Each entry that follows should be retyped in full and exactly.

** Opening Material provided block **

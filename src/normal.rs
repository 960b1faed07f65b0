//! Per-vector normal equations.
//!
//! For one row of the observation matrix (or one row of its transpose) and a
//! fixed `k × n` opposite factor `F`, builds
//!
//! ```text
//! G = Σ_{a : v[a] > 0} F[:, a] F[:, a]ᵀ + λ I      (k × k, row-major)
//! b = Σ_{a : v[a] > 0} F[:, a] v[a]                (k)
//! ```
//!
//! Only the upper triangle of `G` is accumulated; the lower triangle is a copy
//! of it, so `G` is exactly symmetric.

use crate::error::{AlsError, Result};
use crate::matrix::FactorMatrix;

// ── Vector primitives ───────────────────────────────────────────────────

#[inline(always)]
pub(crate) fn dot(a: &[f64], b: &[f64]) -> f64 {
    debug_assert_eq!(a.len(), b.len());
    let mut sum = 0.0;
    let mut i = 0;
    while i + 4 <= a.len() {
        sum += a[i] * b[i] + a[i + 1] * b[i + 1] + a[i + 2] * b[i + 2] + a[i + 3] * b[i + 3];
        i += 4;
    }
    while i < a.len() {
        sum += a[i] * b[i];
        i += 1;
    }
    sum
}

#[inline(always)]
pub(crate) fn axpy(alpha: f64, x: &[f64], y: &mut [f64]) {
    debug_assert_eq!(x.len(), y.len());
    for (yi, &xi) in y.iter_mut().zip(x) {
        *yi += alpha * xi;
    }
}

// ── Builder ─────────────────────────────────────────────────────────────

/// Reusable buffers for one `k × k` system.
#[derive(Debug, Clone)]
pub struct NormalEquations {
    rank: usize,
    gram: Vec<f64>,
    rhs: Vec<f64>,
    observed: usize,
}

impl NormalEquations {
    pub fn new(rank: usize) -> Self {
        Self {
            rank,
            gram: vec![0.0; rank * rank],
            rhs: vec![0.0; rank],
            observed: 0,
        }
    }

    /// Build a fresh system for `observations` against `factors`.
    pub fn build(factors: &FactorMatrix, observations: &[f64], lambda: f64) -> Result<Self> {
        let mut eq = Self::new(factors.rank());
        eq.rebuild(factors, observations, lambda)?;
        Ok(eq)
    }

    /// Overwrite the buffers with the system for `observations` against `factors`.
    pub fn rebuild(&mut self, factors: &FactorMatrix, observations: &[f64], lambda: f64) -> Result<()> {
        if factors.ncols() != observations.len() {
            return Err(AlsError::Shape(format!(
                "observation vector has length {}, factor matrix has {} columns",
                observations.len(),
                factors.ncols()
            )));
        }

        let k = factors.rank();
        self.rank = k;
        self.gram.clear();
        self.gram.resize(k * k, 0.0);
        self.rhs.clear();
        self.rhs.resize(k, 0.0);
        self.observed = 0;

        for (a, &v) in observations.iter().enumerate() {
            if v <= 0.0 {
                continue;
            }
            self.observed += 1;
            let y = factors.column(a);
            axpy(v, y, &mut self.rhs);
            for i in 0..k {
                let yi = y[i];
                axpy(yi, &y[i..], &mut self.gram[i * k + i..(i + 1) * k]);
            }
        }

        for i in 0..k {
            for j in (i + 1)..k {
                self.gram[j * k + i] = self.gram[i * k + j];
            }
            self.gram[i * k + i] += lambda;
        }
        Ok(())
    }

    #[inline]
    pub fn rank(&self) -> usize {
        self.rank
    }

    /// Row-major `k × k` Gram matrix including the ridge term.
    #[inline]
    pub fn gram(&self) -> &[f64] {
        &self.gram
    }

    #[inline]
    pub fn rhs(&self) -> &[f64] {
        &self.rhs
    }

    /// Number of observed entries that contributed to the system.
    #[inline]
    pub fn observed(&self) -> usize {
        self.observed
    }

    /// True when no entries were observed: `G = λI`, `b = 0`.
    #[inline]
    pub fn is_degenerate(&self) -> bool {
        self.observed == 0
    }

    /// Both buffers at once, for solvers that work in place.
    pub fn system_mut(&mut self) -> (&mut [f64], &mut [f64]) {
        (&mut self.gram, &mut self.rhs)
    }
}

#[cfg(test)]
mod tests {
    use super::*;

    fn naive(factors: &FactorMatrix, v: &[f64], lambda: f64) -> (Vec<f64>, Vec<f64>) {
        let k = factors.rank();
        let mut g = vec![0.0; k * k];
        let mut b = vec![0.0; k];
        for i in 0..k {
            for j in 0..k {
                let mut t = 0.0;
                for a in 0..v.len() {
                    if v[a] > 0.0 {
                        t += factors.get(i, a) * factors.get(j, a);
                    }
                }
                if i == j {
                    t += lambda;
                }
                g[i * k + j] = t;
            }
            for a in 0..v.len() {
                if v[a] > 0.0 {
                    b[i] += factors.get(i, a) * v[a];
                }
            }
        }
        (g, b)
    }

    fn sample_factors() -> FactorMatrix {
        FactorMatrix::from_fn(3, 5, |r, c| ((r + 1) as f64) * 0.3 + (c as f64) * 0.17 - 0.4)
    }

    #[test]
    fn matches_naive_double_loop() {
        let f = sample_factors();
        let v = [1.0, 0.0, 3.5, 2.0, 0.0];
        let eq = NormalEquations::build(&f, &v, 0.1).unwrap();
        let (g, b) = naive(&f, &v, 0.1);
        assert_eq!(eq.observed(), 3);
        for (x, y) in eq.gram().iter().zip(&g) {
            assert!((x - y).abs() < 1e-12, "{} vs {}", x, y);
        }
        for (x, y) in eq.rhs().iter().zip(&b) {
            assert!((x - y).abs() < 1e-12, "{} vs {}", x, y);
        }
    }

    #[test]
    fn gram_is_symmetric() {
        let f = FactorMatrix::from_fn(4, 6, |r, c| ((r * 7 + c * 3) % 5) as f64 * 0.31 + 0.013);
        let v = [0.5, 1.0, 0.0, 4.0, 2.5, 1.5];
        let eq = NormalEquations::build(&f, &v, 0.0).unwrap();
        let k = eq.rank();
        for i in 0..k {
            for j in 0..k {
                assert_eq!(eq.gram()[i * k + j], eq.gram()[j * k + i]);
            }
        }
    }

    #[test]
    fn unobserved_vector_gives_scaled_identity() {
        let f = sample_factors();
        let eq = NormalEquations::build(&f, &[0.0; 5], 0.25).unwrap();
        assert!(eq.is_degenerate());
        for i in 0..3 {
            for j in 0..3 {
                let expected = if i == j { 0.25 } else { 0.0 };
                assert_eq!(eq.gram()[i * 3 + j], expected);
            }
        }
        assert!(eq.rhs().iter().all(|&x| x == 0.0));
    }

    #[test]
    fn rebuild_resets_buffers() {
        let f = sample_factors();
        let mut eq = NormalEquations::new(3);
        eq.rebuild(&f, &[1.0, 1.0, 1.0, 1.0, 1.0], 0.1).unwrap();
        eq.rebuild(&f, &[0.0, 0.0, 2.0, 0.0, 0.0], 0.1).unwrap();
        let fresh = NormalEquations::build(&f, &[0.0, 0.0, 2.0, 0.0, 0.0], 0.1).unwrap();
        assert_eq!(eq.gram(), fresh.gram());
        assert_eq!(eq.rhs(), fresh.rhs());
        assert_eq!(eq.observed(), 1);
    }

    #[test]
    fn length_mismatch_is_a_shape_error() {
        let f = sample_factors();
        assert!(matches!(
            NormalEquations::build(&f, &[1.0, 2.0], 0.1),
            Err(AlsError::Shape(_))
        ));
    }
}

** Closing Material provided block **

Your solution:
filename src/normal.rs
repository 960b1faed07f65b0
//! Per-vector normal equations.
//!
//! For one row of the observation matrix (or one row of its transpose) and a
//! fixed `k × n` opposite factor `F`, builds
//!
//! ```text
//! G = Σ_{a : v[a] > 0} F[:, a] F[:, a]ᵀ + λ I      (k × k, row-major)
//! b = Σ_{a : v[a] > 0} F[:, a] v[a]                (k)
//! ```
//!
//! Only the upper triangle of `G` is accumulated; the lower triangle is a copy
//! of it, so `G` is exactly symmetric.

use crate::error::{AlsError, Result};
use crate::matrix::FactorMatrix;

// ── Vector primitives ───────────────────────────────────────────────────

#[inline(always)]
pub(crate) fn dot(a: &[f64], b: &[f64]) -> f64 {
    debug_assert_eq!(a.len(), b.len());
    let mut sum = 0.0;
    let mut i = 0;
    while i + 4 <= a.len() {
        sum += a[i] * b[i] + a[i + 1] * b[i + 1] + a[i + 2] * b[i + 2] + a[i + 3] * b[i + 3];
        i += 4;
    }
    while i < a.len() {
        sum += a[i] * b[i];
        i += 1;
    }
    sum
}

#[inline(always)]
pub(crate) fn axpy(alpha: f64, x: &[f64], y: &mut [f64]) {
    debug_assert_eq!(x.len(), y.len());
    for (yi, &xi) in y.iter_mut().zip(x) {
        *yi += alpha * xi;
    }
}

// ── Builder ─────────────────────────────────────────────────────────────

/// Reusable buffers for one `k × k` system.
#[derive(Debug, Clone)]
pub struct NormalEquations {
    rank: usize,
    gram: Vec<f64>,
    rhs: Vec<f64>,
    observed: usize,
}

impl NormalEquations {
    pub fn new(rank: usize) -> Self {
        Self {
            rank,
            gram: vec![0.0; rank * rank],
            rhs: vec![0.0; rank],
            observed: 0,
        }
    }

    /// Build a fresh system for `observations` against `factors`.
    pub fn build(factors: &FactorMatrix, observations: &[f64], lambda: f64) -> Result<Self> {
        let mut eq = Self::new(factors.rank());
        eq.rebuild(factors, observations, lambda)?;
        Ok(eq)
    }

    /// Overwrite the buffers with the system for `observations` against `factors`.
    pub fn rebuild(&mut self, factors: &FactorMatrix, observations: &[f64], lambda: f64) -> Result<()> {
        if factors.ncols() != observations.len() {
            return Err(AlsError::Shape(format!(
                "observation vector has length {}, factor matrix has {} columns",
                observations.len(),
                factors.ncols()
            )));
        }

        let k = factors.rank();
        self.rank = k;
        self.gram.clear();
        self.gram.resize(k * k, 0.0);
        self.rhs.clear();
        self.rhs.resize(k, 0.0);
        self.observed = 0;

        for (a, &v) in observations.iter().enumerate() {
            if v <= 0.0 {
                continue;
            }
            self.observed += 1;
            let y = factors.column(a);
            axpy(v, y, &mut self.rhs);
            for i in 0..k {
                let yi = y[i];
                axpy(yi, &y[i..], &mut self.gram[i * k + i..(i + 1) * k]);
            }
        }

        for i in 0..k {
            for j in (i + 1)..k {
                self.gram[j * k + i] = self.gram[i * k + j];
            }
            self.gram[i * k + i] += lambda;
        }
        Ok(())
    }

    #[inline]
    pub fn rank(&self) -> usize {
        self.rank
    }

    /// Row-major `k × k` Gram matrix including the ridge term.
    #[inline]
    pub fn gram(&self) -> &[f64] {
        &self.gram
    }

    #[inline]
    pub fn rhs(&self) -> &[f64] {
        &self.rhs
    }

    /// Number of observed entries that contributed to the system.
    #[inline]
    pub fn observed(&self) -> usize {
        self.observed
    }

    /// True when no entries were observed: `G = λI`, `b = 0`.
    #[inline]
    pub fn is_degenerate(&self) -> bool {
        self.observed == 0
    }

    /// Both buffers at once, for solvers that work in place.
    pub fn system_mut(&mut self) -> (&mut [f64], &mut [f64]) {
        (&mut self.gram, &mut self.rhs)
    }
}

#[cfg(test)]
mod tests {
    use super::*;

    fn naive(factors: &FactorMatrix, v: &[f64], lambda: f64) -> (Vec<f64>, Vec<f64>) {
        let k = factors.rank();
        let mut g = vec![0.0; k * k];
        let mut b = vec![0.0; k];
        for i in 0..k {
            for j in 0..k {
                let mut t = 0.0;
                for a in 0..v.len() {
                    if v[a] > 0.0 {
                        t += factors.get(i, a) * factors.get(j, a);
                    }
                }
                if i == j {
                    t += lambda;
                }
                g[i * k + j] = t;
            }
            for a in 0..v.len() {
                if v[a] > 0.0 {
                    b[i] += factors.get(i, a) * v[a];
                }
            }
        }
        (g, b)
    }

    fn sample_factors() -> FactorMatrix {
        FactorMatrix::from_fn(3, 5, |r, c| ((r + 1) as f64) * 0.3 + (c as f64) * 0.17 - 0.4)
    }

    #[test]
    fn matches_naive_double_loop() {
        let f = sample_factors();
        let v = [1.0, 0.0, 3.5, 2.0, 0.0];
        let eq = NormalEquations::build(&f, &v, 0.1).unwrap();
        let (g, b) = naive(&f, &v, 0.1);
        assert_eq!(eq.observed(), 3);
        for (x, y) in eq.gram().iter().zip(&g) {
            assert!((x - y).abs() < 1e-12, "{} vs {}", x, y);
        }
        for (x, y) in eq.rhs().iter().zip(&b) {
            assert!((x - y).abs() < 1e-12, "{} vs {}", x, y);
        }
    }

    #[test]
    fn gram_is_symmetric() {
        let f = FactorMatrix::from_fn(4, 6, |r, c| ((r * 7 + c * 3) % 5) as f64 * 0.31 + 0.013);
        let v = [0.5, 1.0, 0.0, 4.0, 2.5, 1.5];
        let eq = NormalEquations::build(&f, &v, 0.0).unwrap();
        let k = eq.rank();
        for i in 0..k {
            for j in 0..k {
                assert_eq!(eq.gram()[i * k + j], eq.gram()[j * k + i]);
            }
        }
    }

    #[test]
    fn unobserved_vector_gives_scaled_identity() {
        let f = sample_factors();
        let eq = NormalEquations::build(&f, &[0.0; 5], 0.25).unwrap();
        assert!(eq.is_degenerate());
        for i in 0..3 {
            for j in 0..3 {
                let expected = if i == j { 0.25 } else { 0.0 };
                assert_eq!(eq.gram()[i * 3 + j], expected);
            }
        }
        assert!(eq.rhs().iter().all(|&x| x == 0.0));
    }

    #[test]
    fn rebuild_resets_buffers() {
        let f = sample_factors();
        let mut eq = NormalEquations::new(3);
        eq.rebuild(&f, &[1.0, 1.0, 1.0, 1.0, 1.0], 0.1).unwrap();
        eq.rebuild(&f, &[0.0, 0.0, 2.0, 0.0, 0.0], 0.1).unwrap();
        let fresh = NormalEquations::build(&f, &[0.0, 0.0, 2.0, 0.0, 0.0], 0.1).unwrap();
        assert_eq!(eq.gram(), fresh.gram());
        assert_eq!(eq.rhs(), fresh.rhs());
        assert_eq!(eq.observed(), 1);
    }

    #[test]
    fn length_mismatch_is_a_shape_error() {
        let f = sample_factors();
        assert!(matches!(
            NormalEquations::build(&f, &[1.0, 2.0], 0.1),
            Err(AlsError::Shape(_))
        ));
    }
}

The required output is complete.